How to complete this task → For this exercise, repeat the listing below from its first line through the line containing "Bounded retry schedule.", exactly as written.

Information shown →

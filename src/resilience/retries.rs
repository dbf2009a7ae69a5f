//! Retry policy.
//!
//! # Responsibilities
//! - Bound the number of attempts against a remote endpoint
//! - Space attempts with linear backoff
//! - Stop immediately on errors that are not retryable

use std::fmt;
use std::future::Future;
use std::time::Duration;

use crate::config::RetryConfig;
use crate::error::SendError;
use crate::resilience::backoff::calculate_backoff;

/// Bounded retry schedule.
#[derive(Debug, Clone, Copy, PartialEq, Eq)]
pub struct RetryPolicy {
    /// Total attempts including the first one.
    pub max_attempts: u32,
    /// Per-attempt delay step.
    pub base_delay: Duration,
    /// Upper bound for a single delay.
    pub max_delay: Duration,
}

impl RetryPolicy {
    pub fn new(max_attempts: u32, base_delay: Duration) -> Self {
        Self {
            max_attempts: max_attempts.max(1),
            base_delay,
            max_delay: Duration::from_secs(30),
        }
    }

    /// Single attempt, no delay.
    pub fn none() -> Self {
        Self::new(1, Duration::ZERO)
    }

    /// Delay to wait after `attempt` failed.
    pub fn delay_after(&self, attempt: u32) -> Duration {
        calculate_backoff(
            attempt,
            self.base_delay.as_millis() as u64,
            self.max_delay.as_millis() as u64,
        )
    }
}

impl Default for RetryPolicy {
    fn default() -> Self {
        Self::new(3, Duration::from_millis(500))
    }
}

impl From<&RetryConfig> for RetryPolicy {
    fn from(config: &RetryConfig) -> Self {
        Self {
            max_attempts: config.max_attempts.max(1),
            base_delay: Duration::from_millis(config.base_delay_ms),
            max_delay: Duration::from_millis(config.max_delay_ms),
        }
    }
}

/// Runs `op` until it succeeds, fails with a non-retryable error, or the
/// policy runs out of attempts. The closure receives the 1-based attempt.
pub async fn retry_with<T, F, Fut>(policy: &RetryPolicy, label: &str, op: F) -> Result<T, SendError>
where
    F: FnMut(u32) -> Fut,
    Fut: Future<Output = Result<T, SendError>>,
{
    retry_if(policy, label, SendError::is_retryable, op).await
}

/// Like [`retry_with`], with the caller deciding which errors are retried.
pub async fn retry_if<T, E, F, Fut, P>(policy: &RetryPolicy, label: &str, retryable: P, mut op: F) -> Result<T, E>
where
    E: fmt::Display,
    P: Fn(&E) -> bool,
    F: FnMut(u32) -> Fut,
    Fut: Future<Output = Result<T, E>>,
{
    let mut attempt = 1;
    loop {
        match op(attempt).await {
            Ok(value) => return Ok(value),
            Err(e) if retryable(&e) && attempt < policy.max_attempts => {
                let delay = policy.delay_after(attempt);
                tracing::debug!(
                    operation = label,
                    attempt = attempt,
                    delay_ms = delay.as_millis() as u64,
                    error = %e,
                    "Retrying after transient failure"
                );
                tokio::time::sleep(delay).await;
                attempt += 1;
            }
            Err(e) => return Err(e),
        }
    }
}
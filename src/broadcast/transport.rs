//! Per-chain submission endpoints.

use std::str::FromStr;

use alloy::primitives::{Bytes, TxHash};
use async_trait::async_trait;

use crate::blockchain::{BlockchainError, EsploraClient, EvmClient, SolanaRpcClient};
use crate::broadcast::classify::TransportResponse;
use crate::chain::Chain;
use crate::error::{SendError, SendResult};

/// Submits signed bytes and looks transactions up after the fact.
#[async_trait]
pub trait BroadcastTransport: Send + Sync {
    fn chain(&self) -> Chain;

    /// One submission. Never retries internally.
    async fn send_raw(&self, raw: &[u8]) -> TransportResponse;

    /// Whether the network knows `hash` as a live or landed transaction.
    async fn lookup(&self, hash: &str) -> SendResult<bool>;
}

impl From<BlockchainError> for TransportResponse {
    fn from(error: BlockchainError) -> Self {
        match error {
            BlockchainError::Rejected { status, message } => TransportResponse::Rejected { status, message },
            BlockchainError::ChainMismatch { .. } => TransportResponse::Rejected {
                status: None,
                message: error.to_string(),
            },
            // The endpoint may or may not have taken the bytes; only a lookup can tell.
            other => TransportResponse::Network(other.to_string()),
        }
    }
}

/// Esplora `POST /tx`.
pub struct EsploraTransport {
    chain: Chain,
    client: EsploraClient,
}

impl EsploraTransport {
    pub fn new(chain: Chain, client: EsploraClient) -> Self {
        Self { chain, client }
    }
}

#[async_trait]
impl BroadcastTransport for EsploraTransport {
    fn chain(&self) -> Chain {
        self.chain
    }

    async fn send_raw(&self, raw: &[u8]) -> TransportResponse {
        match self.client.broadcast(&hex::encode(raw)).await {
            Ok(txid) => TransportResponse::Accepted(txid),
            Err(e) => e.into(),
        }
    }

    async fn lookup(&self, hash: &str) -> SendResult<bool> {
        Ok(self.client.tx_status(hash).await?.is_some())
    }
}

/// `eth_sendRawTransaction` through the failover client.
pub struct EvmTransport {
    client: EvmClient,
}

impl EvmTransport {
    pub fn new(client: EvmClient) -> Self {
        Self { client }
    }
}

#[async_trait]
impl BroadcastTransport for EvmTransport {
    fn chain(&self) -> Chain {
        self.client.config().chain
    }

    async fn send_raw(&self, raw: &[u8]) -> TransportResponse {
        match self.client.send_raw_transaction(&Bytes::copy_from_slice(raw)).await {
            Ok(hash) => TransportResponse::Accepted(format!("{:#x}", hash)),
            Err(e) => e.into(),
        }
    }

    async fn lookup(&self, hash: &str) -> SendResult<bool> {
        let hash = TxHash::from_str(hash)
            .map_err(|e| SendError::Broadcast {
                message: format!("invalid transaction hash '{}': {}", hash, e),
                definitive: true,
            })?;
        Ok(self.client.transaction_exists(hash).await?)
    }
}

/// Solana `sendTransaction`.
pub struct SolanaTransport {
    client: SolanaRpcClient,
}

impl SolanaTransport {
    pub fn new(client: SolanaRpcClient) -> Self {
        Self { client }
    }
}

#[async_trait]
impl BroadcastTransport for SolanaTransport {
    fn chain(&self) -> Chain {
        Chain::Solana
    }

    async fn send_raw(&self, raw: &[u8]) -> TransportResponse {
        match self.client.send_transaction(raw).await {
            Ok(signature) => TransportResponse::Accepted(signature),
            Err(e) => e.into(),
        }
    }

    /// Landed transactions that failed on chain do not count.
    async fn lookup(&self, hash: &str) -> SendResult<bool> {
        Ok(self
            .client
            .get_signature_status(hash)
            .await?
            .is_some_and(|status| status.err.is_none()))
    }
}

#[cfg(test)]
mod tests {
    use super::*;
    use crate::config::{BitcoinConfig, SolanaConfig};
    use serde_json::json;
    use wiremock::matchers::{body_partial_json, method, path};
    use wiremock::{Mock, MockServer, ResponseTemplate};

    fn esplora(server: &MockServer) -> EsploraTransport {
        let client = EsploraClient::new(&BitcoinConfig {
            enabled: true,
            esplora_url: server.uri(),
            ..BitcoinConfig::default()
        })
        .unwrap();
        EsploraTransport::new(Chain::Bitcoin, client)
    }

    #[test]
    fn test_blockchain_errors_map_to_responses() {
        let rejected: TransportResponse = BlockchainError::Rejected {
            status: Some(400),
            message: "bad-txns".into(),
        }
        .into();
        assert_eq!(
            rejected,
            TransportResponse::Rejected {
                status: Some(400),
                message: "bad-txns".into()
            }
        );
        assert!(matches!(
            TransportResponse::from(BlockchainError::Timeout(5)),
            TransportResponse::Network(_)
        ));
    }

    #[tokio::test]
    async fn test_esplora_rejection_keeps_status_and_body() {
        let server = MockServer::start().await;
        Mock::given(method("POST"))
            .and(path("/tx"))
            .respond_with(ResponseTemplate::new(400).set_body_string("sendrawtransaction RPC error: bad-txns-inputs-missingorspent"))
            .mount(&server)
            .await;

        match esplora(&server).send_raw(&[1, 2, 3]).await {
            TransportResponse::Rejected { status, message } => {
                assert_eq!(status, Some(400));
                assert!(message.contains("missingorspent"));
            }
            other => panic!("unexpected {:?}", other),
        }
    }

    #[tokio::test]
    async fn test_esplora_lookup() {
        let server = MockServer::start().await;
        Mock::given(method("GET"))
            .and(path("/tx/aa/status"))
            .respond_with(ResponseTemplate::new(200).set_body_json(json!({"confirmed": false})))
            .mount(&server)
            .await;
        Mock::given(method("GET"))
            .and(path("/tx/bb/status"))
            .respond_with(ResponseTemplate::new(404).set_body_string("Transaction not found"))
            .mount(&server)
            .await;

        let transport = esplora(&server);
        assert!(transport.lookup("aa").await.unwrap());
        assert!(!transport.lookup("bb").await.unwrap());
    }

    #[tokio::test]
    async fn test_solana_failed_transaction_is_not_found() {
        let server = MockServer::start().await;
        Mock::given(method("POST"))
            .and(body_partial_json(json!({"method": "getSignatureStatuses"})))
            .respond_with(ResponseTemplate::new(200).set_body_json(json!({
                "jsonrpc": "2.0", "id": 1,
                "result": {"context": {"slot": 9}, "value": [{"confirmationStatus": "finalized", "err": {"InstructionError": [0, "Custom"]}}]}
            })))
            .mount(&server)
            .await;

        let client = SolanaRpcClient::new(&SolanaConfig {
            enabled: true,
            rpc_url: server.uri(),
            ..SolanaConfig::default()
        })
        .unwrap();
        assert!(!SolanaTransport::new(client).lookup("sig").await.unwrap());
    }
}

Your response →
filename src/resilience/retries.rs
repository dbf2009a7ae69a5f
//! Retry policy.
//!
//! # Responsibilities
//! - Bound the number of attempts against a remote endpoint
//! - Space attempts with linear backoff
//! - Stop immediately on errors that are not retryable

use std::fmt;
use std::future::Future;
use std::time::Duration;

use crate::config::RetryConfig;
use crate::error::SendError;
use crate::resilience::backoff::calculate_backoff;

/// Bounded retry schedule.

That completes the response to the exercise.